BEGIN Information supplied
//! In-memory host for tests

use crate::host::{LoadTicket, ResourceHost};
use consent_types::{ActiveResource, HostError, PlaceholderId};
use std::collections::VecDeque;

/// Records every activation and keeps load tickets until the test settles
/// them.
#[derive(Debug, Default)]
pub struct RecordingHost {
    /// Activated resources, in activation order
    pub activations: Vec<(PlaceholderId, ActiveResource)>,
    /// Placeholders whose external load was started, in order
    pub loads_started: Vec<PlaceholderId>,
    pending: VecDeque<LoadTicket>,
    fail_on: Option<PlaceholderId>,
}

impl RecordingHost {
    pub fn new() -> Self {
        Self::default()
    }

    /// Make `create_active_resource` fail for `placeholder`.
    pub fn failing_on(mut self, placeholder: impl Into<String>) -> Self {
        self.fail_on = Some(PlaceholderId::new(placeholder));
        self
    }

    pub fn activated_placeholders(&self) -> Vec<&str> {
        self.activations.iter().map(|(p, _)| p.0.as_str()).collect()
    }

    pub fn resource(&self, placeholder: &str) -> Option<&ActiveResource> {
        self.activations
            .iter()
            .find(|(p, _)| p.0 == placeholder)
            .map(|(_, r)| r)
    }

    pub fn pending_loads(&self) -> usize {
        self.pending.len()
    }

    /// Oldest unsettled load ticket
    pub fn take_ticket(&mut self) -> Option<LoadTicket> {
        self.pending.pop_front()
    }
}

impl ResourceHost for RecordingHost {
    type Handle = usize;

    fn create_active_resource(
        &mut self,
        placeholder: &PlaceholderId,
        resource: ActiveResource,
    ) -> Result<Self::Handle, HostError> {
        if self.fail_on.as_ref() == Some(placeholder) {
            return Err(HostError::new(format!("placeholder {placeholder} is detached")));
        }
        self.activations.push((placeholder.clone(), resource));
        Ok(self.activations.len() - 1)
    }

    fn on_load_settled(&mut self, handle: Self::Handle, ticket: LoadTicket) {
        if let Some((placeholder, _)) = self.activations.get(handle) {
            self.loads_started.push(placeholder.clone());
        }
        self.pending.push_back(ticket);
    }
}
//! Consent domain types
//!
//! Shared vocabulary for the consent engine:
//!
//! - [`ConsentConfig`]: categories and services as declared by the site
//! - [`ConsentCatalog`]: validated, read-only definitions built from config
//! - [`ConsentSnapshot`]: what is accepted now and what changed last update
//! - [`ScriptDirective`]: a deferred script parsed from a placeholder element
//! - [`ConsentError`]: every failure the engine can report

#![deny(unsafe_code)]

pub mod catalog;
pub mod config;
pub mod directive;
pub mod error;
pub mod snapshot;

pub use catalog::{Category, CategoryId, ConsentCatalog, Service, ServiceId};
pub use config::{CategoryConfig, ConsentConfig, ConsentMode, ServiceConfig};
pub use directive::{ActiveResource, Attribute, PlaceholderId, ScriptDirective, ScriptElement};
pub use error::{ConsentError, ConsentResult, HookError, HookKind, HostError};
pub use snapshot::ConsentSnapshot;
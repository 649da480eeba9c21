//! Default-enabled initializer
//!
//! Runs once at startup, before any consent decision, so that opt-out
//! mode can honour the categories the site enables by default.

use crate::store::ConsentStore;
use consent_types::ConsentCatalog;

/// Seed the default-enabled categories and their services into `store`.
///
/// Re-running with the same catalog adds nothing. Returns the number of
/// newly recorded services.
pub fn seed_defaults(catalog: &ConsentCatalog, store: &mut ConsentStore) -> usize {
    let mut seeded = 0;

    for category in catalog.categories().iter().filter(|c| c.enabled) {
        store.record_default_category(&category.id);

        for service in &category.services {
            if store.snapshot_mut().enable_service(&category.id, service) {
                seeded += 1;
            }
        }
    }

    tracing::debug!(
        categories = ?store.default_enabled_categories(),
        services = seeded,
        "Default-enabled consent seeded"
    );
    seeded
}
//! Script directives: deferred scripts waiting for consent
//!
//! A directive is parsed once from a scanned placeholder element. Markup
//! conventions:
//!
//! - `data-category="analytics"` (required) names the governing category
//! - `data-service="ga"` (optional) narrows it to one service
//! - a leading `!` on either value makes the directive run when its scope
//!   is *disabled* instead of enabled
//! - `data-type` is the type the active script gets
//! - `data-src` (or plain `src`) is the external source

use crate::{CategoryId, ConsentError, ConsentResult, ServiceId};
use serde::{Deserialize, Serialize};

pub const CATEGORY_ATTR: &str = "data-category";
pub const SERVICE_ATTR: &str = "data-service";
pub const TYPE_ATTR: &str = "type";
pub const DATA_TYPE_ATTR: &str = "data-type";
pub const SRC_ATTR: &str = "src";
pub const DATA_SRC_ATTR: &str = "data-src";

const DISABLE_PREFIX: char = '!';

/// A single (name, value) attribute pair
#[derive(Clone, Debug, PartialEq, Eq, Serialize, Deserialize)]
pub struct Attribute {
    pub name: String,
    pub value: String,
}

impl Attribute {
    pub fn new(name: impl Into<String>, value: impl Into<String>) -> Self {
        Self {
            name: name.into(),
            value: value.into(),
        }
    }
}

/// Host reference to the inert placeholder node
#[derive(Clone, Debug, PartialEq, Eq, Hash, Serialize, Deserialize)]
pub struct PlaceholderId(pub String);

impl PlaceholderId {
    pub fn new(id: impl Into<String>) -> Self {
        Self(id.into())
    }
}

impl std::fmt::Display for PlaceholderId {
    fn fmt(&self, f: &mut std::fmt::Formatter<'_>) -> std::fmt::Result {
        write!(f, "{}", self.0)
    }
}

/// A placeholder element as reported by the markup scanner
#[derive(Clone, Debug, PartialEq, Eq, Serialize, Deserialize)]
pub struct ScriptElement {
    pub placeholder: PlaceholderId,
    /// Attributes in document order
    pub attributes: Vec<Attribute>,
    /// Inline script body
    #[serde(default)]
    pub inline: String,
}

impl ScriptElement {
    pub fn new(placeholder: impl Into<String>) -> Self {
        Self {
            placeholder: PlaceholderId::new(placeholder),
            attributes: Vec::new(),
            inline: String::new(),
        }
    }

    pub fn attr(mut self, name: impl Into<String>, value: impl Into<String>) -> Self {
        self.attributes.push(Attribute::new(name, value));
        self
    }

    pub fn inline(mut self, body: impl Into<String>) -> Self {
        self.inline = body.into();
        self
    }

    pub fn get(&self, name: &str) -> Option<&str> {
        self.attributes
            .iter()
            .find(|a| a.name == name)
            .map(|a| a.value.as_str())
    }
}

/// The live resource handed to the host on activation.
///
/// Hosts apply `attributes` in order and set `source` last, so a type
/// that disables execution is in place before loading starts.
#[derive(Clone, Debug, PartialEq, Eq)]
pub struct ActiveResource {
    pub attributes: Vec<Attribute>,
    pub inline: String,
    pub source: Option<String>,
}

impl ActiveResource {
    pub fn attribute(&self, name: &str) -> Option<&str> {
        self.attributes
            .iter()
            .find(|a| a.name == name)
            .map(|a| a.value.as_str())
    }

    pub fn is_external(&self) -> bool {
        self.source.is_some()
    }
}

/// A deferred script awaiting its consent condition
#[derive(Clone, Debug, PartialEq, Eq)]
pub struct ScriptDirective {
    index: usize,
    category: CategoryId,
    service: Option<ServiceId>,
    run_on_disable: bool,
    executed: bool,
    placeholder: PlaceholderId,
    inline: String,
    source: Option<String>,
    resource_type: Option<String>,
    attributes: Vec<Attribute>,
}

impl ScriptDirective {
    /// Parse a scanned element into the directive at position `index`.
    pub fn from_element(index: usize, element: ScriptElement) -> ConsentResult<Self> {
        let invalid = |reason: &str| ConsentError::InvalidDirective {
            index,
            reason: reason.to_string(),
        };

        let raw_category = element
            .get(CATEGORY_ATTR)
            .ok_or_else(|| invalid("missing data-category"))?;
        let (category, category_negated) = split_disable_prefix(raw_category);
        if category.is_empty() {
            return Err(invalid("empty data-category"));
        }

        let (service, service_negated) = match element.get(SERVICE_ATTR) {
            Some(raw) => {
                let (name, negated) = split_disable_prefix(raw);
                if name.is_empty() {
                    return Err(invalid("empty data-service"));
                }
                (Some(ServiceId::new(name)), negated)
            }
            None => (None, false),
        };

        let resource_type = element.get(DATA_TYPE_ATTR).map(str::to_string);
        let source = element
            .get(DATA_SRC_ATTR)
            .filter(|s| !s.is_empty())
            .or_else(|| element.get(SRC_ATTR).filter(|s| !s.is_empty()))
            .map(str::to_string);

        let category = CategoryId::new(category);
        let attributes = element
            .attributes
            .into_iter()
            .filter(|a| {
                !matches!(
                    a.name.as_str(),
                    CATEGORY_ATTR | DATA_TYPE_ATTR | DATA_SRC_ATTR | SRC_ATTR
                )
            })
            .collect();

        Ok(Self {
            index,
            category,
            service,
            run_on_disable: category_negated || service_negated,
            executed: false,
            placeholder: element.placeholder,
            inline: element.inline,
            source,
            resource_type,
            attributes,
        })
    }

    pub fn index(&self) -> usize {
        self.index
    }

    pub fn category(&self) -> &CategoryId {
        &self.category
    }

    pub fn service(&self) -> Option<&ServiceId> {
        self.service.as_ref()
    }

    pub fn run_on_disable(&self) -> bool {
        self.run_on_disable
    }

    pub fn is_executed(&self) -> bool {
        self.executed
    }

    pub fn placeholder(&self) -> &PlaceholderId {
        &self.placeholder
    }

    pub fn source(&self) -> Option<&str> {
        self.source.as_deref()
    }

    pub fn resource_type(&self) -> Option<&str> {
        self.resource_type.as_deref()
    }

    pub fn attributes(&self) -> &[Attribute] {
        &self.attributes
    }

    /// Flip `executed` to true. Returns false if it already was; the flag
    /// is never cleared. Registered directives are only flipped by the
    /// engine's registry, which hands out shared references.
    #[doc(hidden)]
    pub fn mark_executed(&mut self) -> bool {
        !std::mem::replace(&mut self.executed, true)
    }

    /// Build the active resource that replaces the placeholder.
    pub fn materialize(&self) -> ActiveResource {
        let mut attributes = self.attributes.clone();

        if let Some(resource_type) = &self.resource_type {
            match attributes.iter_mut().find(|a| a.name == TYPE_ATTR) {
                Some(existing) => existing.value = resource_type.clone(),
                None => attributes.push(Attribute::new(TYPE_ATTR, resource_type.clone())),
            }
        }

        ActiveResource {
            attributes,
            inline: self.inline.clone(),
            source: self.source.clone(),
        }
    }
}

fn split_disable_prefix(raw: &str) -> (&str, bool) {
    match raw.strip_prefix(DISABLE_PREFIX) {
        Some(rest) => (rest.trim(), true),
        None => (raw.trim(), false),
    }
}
END Information supplied
→ Task brief:
From the listing, copy every line where the string "ServiceId" appears.

→ Reply to the exercise:
pub use catalog::{Category, CategoryId, ConsentCatalog, Service, ServiceId};
use crate::{CategoryId, ConsentError, ConsentResult, ServiceId};
    service: Option<ServiceId>,
                (Some(ServiceId::new(name)), negated)
    pub fn service(&self) -> Option<&ServiceId> {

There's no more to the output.